EXERCISE PROMPT: Based on the listing below, report how many lines contain the word "intake". Nothing but the number, please.

ENTRIES SHOWN:
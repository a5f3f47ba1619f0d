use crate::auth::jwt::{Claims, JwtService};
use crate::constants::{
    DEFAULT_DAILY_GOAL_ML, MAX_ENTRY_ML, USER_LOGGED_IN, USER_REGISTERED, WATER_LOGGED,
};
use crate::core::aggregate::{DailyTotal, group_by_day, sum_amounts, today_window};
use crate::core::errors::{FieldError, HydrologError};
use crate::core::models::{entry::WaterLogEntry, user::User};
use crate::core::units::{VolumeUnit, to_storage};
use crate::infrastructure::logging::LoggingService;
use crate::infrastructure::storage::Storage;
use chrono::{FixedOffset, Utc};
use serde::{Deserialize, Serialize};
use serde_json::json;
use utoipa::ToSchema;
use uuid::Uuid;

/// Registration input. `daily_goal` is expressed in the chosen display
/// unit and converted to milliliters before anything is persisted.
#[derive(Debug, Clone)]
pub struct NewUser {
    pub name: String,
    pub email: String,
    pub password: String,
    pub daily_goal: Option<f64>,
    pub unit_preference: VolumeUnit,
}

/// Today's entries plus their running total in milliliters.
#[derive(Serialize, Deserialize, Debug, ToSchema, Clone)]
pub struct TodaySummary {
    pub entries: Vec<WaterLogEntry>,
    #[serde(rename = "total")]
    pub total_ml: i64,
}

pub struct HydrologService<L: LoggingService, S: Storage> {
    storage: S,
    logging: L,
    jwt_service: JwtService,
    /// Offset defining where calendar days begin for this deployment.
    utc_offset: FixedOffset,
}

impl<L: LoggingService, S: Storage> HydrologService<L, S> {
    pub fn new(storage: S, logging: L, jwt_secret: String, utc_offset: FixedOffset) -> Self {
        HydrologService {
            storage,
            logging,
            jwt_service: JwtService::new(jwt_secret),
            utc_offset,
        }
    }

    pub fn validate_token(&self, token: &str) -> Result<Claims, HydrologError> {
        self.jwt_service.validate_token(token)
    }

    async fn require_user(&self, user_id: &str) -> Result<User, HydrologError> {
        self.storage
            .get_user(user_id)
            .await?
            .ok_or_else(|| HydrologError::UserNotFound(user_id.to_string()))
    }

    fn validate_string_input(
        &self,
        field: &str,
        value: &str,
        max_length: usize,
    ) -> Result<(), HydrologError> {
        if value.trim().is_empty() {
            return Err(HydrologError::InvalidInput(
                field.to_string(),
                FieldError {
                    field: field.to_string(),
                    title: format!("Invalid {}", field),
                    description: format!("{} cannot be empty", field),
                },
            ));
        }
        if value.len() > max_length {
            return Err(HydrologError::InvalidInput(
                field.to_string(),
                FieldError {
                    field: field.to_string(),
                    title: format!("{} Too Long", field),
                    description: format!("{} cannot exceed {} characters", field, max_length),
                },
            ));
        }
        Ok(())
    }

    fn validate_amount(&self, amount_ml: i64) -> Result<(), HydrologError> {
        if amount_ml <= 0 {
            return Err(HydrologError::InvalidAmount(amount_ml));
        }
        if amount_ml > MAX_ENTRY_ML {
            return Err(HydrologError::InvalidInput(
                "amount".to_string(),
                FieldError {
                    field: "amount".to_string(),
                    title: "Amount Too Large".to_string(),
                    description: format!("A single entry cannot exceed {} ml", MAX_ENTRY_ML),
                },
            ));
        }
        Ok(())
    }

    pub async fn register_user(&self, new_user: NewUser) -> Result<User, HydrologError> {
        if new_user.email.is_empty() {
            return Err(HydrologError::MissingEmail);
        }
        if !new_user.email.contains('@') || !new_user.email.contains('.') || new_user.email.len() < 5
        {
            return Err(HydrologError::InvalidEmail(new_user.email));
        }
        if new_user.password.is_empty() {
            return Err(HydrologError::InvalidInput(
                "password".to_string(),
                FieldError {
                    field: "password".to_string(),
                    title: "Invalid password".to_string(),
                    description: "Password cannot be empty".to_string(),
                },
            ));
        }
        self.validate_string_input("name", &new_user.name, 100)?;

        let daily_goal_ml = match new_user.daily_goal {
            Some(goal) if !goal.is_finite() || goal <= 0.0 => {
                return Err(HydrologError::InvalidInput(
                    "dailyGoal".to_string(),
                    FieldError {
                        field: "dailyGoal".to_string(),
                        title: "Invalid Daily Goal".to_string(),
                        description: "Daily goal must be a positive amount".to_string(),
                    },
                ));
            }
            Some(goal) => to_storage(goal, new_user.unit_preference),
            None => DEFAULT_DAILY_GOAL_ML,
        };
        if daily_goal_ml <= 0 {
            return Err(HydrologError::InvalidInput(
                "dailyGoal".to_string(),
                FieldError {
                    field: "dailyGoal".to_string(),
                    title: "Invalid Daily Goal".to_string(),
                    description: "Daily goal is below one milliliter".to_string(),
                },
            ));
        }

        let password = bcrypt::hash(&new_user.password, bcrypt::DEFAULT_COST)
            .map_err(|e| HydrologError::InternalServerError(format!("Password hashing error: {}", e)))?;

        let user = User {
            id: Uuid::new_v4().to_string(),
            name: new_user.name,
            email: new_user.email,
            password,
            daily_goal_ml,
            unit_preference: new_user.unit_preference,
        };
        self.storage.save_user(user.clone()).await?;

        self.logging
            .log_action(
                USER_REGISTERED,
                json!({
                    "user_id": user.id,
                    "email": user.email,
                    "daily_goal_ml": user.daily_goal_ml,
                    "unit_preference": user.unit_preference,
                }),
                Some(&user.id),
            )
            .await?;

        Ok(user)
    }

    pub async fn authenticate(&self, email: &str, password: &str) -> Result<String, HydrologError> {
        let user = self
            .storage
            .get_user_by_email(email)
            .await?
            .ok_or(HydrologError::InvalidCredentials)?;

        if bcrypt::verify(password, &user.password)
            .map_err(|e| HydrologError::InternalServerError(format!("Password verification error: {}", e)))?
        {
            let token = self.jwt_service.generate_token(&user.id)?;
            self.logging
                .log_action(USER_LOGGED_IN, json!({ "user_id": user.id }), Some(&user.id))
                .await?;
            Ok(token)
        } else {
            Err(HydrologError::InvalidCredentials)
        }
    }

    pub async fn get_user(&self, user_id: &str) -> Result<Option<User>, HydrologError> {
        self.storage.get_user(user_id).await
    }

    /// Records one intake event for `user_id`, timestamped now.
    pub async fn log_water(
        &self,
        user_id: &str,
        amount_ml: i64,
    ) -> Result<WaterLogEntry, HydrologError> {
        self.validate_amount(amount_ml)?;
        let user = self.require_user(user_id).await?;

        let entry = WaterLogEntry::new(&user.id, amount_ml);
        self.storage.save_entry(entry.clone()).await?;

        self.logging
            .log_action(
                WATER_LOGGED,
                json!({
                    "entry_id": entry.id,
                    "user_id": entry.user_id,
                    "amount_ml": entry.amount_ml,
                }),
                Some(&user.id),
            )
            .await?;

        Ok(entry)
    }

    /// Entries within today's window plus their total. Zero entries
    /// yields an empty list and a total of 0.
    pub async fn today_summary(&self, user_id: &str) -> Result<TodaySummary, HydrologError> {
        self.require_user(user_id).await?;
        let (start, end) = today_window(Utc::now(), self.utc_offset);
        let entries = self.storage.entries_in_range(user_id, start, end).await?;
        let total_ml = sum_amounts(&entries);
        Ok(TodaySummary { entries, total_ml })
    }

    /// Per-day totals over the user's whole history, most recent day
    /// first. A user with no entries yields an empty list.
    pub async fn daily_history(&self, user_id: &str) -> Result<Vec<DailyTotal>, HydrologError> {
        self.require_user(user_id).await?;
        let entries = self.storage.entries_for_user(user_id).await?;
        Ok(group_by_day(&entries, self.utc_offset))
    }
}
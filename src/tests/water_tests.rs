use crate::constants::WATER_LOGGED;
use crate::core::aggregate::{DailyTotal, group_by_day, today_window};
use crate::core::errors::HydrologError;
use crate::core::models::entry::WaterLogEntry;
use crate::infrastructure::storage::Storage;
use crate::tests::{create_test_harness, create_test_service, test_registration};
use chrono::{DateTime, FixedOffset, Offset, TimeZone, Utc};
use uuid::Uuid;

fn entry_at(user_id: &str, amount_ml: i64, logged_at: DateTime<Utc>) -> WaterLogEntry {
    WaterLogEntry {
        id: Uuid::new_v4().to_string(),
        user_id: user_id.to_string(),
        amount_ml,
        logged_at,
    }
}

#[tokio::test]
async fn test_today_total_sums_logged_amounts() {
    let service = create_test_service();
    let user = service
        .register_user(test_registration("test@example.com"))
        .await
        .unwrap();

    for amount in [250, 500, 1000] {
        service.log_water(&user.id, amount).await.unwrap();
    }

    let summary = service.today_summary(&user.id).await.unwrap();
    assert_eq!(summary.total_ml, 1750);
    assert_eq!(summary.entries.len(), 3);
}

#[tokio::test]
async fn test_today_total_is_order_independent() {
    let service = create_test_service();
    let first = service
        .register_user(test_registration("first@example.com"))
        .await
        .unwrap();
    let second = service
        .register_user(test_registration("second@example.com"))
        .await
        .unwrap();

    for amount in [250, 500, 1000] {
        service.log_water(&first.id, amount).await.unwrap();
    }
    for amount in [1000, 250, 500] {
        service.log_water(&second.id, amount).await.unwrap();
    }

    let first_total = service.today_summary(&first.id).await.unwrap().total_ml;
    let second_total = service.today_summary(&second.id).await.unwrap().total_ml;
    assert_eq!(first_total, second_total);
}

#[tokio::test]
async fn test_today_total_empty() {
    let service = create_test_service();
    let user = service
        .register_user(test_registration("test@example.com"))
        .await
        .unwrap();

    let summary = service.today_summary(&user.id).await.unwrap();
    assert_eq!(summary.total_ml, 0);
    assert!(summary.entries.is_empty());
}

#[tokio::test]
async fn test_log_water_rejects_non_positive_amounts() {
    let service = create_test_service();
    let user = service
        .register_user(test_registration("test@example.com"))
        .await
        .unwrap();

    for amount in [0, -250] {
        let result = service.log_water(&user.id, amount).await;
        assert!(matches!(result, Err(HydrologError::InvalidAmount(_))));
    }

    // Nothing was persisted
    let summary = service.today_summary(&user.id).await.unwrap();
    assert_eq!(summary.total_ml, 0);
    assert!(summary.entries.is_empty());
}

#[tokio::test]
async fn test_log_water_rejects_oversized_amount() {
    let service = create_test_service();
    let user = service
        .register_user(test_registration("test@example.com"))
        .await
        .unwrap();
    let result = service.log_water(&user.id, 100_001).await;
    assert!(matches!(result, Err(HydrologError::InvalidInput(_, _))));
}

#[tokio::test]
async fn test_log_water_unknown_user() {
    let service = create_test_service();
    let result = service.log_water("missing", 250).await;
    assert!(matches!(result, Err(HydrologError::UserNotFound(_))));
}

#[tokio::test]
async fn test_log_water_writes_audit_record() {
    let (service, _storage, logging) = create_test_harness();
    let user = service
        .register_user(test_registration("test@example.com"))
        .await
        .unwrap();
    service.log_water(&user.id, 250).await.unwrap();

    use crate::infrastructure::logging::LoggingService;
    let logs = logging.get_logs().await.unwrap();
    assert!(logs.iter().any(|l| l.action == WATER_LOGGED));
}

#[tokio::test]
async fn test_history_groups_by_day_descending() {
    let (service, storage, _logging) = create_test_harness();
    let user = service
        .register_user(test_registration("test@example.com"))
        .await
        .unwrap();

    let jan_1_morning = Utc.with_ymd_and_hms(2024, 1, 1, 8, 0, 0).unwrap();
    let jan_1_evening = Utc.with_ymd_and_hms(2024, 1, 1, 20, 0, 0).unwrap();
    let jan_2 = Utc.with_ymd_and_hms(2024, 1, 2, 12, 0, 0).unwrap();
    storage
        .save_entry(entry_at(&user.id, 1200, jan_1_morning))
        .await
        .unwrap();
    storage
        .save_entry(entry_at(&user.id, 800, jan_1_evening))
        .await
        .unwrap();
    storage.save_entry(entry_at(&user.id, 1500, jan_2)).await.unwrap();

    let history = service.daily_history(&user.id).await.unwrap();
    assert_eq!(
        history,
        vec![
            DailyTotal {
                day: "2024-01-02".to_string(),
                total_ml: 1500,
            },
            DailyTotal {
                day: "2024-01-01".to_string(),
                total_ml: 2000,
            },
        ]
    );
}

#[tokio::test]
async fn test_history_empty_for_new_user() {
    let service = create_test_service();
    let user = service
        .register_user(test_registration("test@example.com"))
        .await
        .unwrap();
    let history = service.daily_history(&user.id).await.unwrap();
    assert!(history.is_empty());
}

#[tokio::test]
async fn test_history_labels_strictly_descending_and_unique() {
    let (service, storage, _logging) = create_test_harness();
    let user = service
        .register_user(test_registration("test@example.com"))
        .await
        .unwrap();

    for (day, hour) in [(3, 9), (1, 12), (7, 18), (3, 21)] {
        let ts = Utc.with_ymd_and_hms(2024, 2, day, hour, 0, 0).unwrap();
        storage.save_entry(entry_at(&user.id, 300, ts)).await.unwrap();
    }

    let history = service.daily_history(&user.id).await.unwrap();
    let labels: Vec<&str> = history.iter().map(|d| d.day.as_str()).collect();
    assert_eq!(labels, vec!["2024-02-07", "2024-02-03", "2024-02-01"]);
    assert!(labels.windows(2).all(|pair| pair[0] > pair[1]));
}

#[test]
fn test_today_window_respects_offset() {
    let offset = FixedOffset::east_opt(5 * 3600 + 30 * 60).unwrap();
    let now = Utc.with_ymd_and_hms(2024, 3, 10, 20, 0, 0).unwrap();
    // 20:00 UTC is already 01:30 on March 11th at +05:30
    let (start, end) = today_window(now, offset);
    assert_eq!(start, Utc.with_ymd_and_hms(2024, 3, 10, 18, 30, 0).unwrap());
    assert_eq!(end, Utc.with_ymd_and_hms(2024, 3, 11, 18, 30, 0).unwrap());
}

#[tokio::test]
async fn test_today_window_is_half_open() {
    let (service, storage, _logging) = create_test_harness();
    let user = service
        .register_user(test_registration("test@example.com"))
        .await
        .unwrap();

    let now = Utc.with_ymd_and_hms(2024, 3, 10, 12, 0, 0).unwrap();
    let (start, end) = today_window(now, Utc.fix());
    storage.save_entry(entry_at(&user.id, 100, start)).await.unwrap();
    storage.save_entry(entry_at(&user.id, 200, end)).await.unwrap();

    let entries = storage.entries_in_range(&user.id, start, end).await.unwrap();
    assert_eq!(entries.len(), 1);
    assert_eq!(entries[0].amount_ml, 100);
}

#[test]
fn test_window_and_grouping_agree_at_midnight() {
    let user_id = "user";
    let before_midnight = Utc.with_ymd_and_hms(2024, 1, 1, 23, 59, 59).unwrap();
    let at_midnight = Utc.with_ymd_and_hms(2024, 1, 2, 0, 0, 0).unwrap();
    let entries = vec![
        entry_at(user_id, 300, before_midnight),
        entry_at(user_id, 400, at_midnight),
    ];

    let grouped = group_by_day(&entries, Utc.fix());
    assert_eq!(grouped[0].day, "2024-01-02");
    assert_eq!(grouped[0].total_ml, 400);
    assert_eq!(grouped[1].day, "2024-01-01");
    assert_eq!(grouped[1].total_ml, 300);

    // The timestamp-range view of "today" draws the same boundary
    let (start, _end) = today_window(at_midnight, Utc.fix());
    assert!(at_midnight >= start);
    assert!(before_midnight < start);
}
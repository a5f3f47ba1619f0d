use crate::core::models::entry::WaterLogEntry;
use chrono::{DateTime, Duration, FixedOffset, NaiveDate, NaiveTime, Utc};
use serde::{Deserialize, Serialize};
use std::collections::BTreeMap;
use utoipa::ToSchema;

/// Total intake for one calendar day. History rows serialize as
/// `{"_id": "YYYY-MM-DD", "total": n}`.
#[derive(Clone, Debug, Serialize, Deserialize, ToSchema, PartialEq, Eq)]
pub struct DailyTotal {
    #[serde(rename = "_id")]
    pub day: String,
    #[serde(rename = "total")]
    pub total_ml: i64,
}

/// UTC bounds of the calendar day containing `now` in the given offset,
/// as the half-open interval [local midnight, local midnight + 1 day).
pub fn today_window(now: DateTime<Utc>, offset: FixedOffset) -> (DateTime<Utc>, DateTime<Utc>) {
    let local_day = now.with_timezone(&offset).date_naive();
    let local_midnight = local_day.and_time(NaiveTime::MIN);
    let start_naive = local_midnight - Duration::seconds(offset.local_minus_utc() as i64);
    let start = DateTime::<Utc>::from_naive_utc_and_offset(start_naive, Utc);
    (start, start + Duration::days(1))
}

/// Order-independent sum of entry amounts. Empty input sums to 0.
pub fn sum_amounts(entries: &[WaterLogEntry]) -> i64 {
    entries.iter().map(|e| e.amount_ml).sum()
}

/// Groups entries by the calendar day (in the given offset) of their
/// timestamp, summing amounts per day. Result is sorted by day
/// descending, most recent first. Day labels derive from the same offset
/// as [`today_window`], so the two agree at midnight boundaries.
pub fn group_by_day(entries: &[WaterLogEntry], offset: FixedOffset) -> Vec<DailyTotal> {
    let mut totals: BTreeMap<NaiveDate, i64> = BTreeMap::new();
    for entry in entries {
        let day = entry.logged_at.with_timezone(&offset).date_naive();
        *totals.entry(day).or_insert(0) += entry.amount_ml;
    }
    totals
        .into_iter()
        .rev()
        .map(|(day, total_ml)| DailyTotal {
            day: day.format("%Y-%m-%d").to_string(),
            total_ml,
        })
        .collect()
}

OUTPUT FOR THIS EXERCISE: 2